Lesson 3 - The Value of Chess Pieces
Here is the plan I propose for this lesson:
- Pieces' Value
- The Relative Value of Chess Pieces: Material vs Positional
- Attack and Threat of a Chess Piece
- Solutions to the exercises
We learned in lesson 2 the way each piece captures enemy pieces. Here are a couple of questions we need to ponder on though: are all captures ensuring a material advantage? Should we always capture an enemy piece being offered?
In order to help us in determining if a capture is favourable or not, there is a simple system well known in the chess world which gives a value to each pieces except the King (since both Kings will always be on the board). This sytem used the pawn as the base unit value. So, according to this system:
|(the pawn)||= 1|
|(the knight)||= 3|
|(the bishop)||= 3|
|(the rook)||= 5|
|(the queen)||= 9|
The justification for the value given to the pieces are derived from their characteristics: the pawn is the base unit because of its limited moving capacity; bishops and knights got a 3 because they are minor pieces with characteristics that are giving them about the same value on the board; the rook is worth more than the minor pieces because it is a major piece and, finally, the Queen is worth 9 because it is the most powerful piece on the board.
This sytem has been tested and gives a fair value to the pieces. As an example, if a player gives a bishop and a knight to obtain a rook (giving 6 points and getting 5), he will have a disadvantage: he might have removed a major piece from his opponent but on the other hand, the opponent will have one more piece on the board. With this extra piece, he will have the opportunity to have a more dynamic setup and will have the possibility of controlling more space.
Another example validating this system is that 2 rooks (5+5 = 10 points) is worth more than a Queen (9 points). Indeed, the rooks can combine their power to build excellent defensive fortress or attacking net. They can always protect each other mutually. We can affirm that a player exchanging his Queen for two rooks has done an good deal!

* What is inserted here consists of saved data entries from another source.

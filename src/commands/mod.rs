/*!
Command handlers for the CLI

This module provides command handlers invoked by the CLI entrypoint:

- `chat`: Interactive numbered menu
- `oneshot`: Single `ask` / `summarize` exchanges
- `history`: Listing the conversation log

The handlers own all terminal output; the library pieces they drive
(`session`, `dispatcher`, `storage`) do none.
*/

use crate::config::{credential_env_hint, Config};
use crate::dispatcher::Dispatcher;
use crate::error::{as_qabot_error, Result, QabotError};
use crate::providers::create_provider;
use crate::session::{Session, TurnOutcome};
use crate::storage::HistoryStore;
use colored::Colorize;

pub mod chat;
pub mod history;
pub mod oneshot;

/// Build the session for a validated configuration
///
/// # Errors
///
/// Returns error if the provider cannot be created or the history
/// directory cannot be prepared
pub fn build_session(config: &Config) -> Result<Session> {
    let provider = create_provider(config)?;
    let dispatcher = Dispatcher::new(provider, config.generation_params());
    let store = HistoryStore::new_with_path(&config.history.file)?;
    Ok(Session::new(dispatcher, store))
}

/// Message shown to the user for a failed turn
///
/// # Examples
///
/// ```
/// use qabot::commands::describe_turn_error;
/// use qabot::error::QabotError;
///
/// let err: anyhow::Error = QabotError::InvalidInput("Question cannot be empty".into()).into();
/// assert_eq!(describe_turn_error(&err), "Question cannot be empty!");
/// ```
pub fn describe_turn_error(err: &anyhow::Error) -> String {
    match as_qabot_error(err) {
        Some(QabotError::InvalidInput(message)) => format!("{}!", message),
        Some(QabotError::RateLimited(_)) => format!(
            "The provider reported a rate limit or quota problem. Try again later.\n{:#}",
            err
        ),
        Some(e) if e.is_api() => format!("Failed to get a response: {:#}", err),
        _ => format!("{:#}", err),
    }
}

/// Print the instructions for supplying a credential
pub fn print_credential_help(config: &Config, err: &anyhow::Error) {
    eprintln!("\n{} {:#}", "✗".red(), err);

    if as_qabot_error(err).map(|e| matches!(e, QabotError::MissingCredentials(_))) == Some(true)
    {
        let var = credential_env_hint(&config.provider.provider_type);
        eprintln!("\nTo set your API key:");
        eprintln!("  Windows:   set {}=your_api_key_here", var);
        eprintln!("  Mac/Linux: export {}=your_api_key_here", var);
        eprintln!("\nOr add it to a .env file in the working directory.");
    }
}

/// Print warnings about the history side of a completed turn
pub(crate) fn report_history(outcome: &TurnOutcome) {
    match &outcome.history {
        Ok(append) => {
            if let Some(moved) = &append.quarantined {
                eprintln!(
                    "{}",
                    format!(
                        "Warning: the history file was unreadable and has been moved to {}; a new log was started.",
                        moved.display()
                    )
                    .yellow()
                );
            }
        }
        Err(e) => {
            eprintln!(
                "{}",
                format!("Warning: could not save this exchange to history: {:#}", e).yellow()
            );
        }
    }
}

To properly evaluate the winner of an exchange, we have to calculate the number of points that both players obtained in the sequence of moves. The player obtaining the greater number of points succeeded in getting a material advantage over his opponent. Thus, for example, if you give a knight and a pawn to capture a rook, it costed you 4 points to remove 5 points from your opponent's army. A positive deal giving you a 1 point material advantage!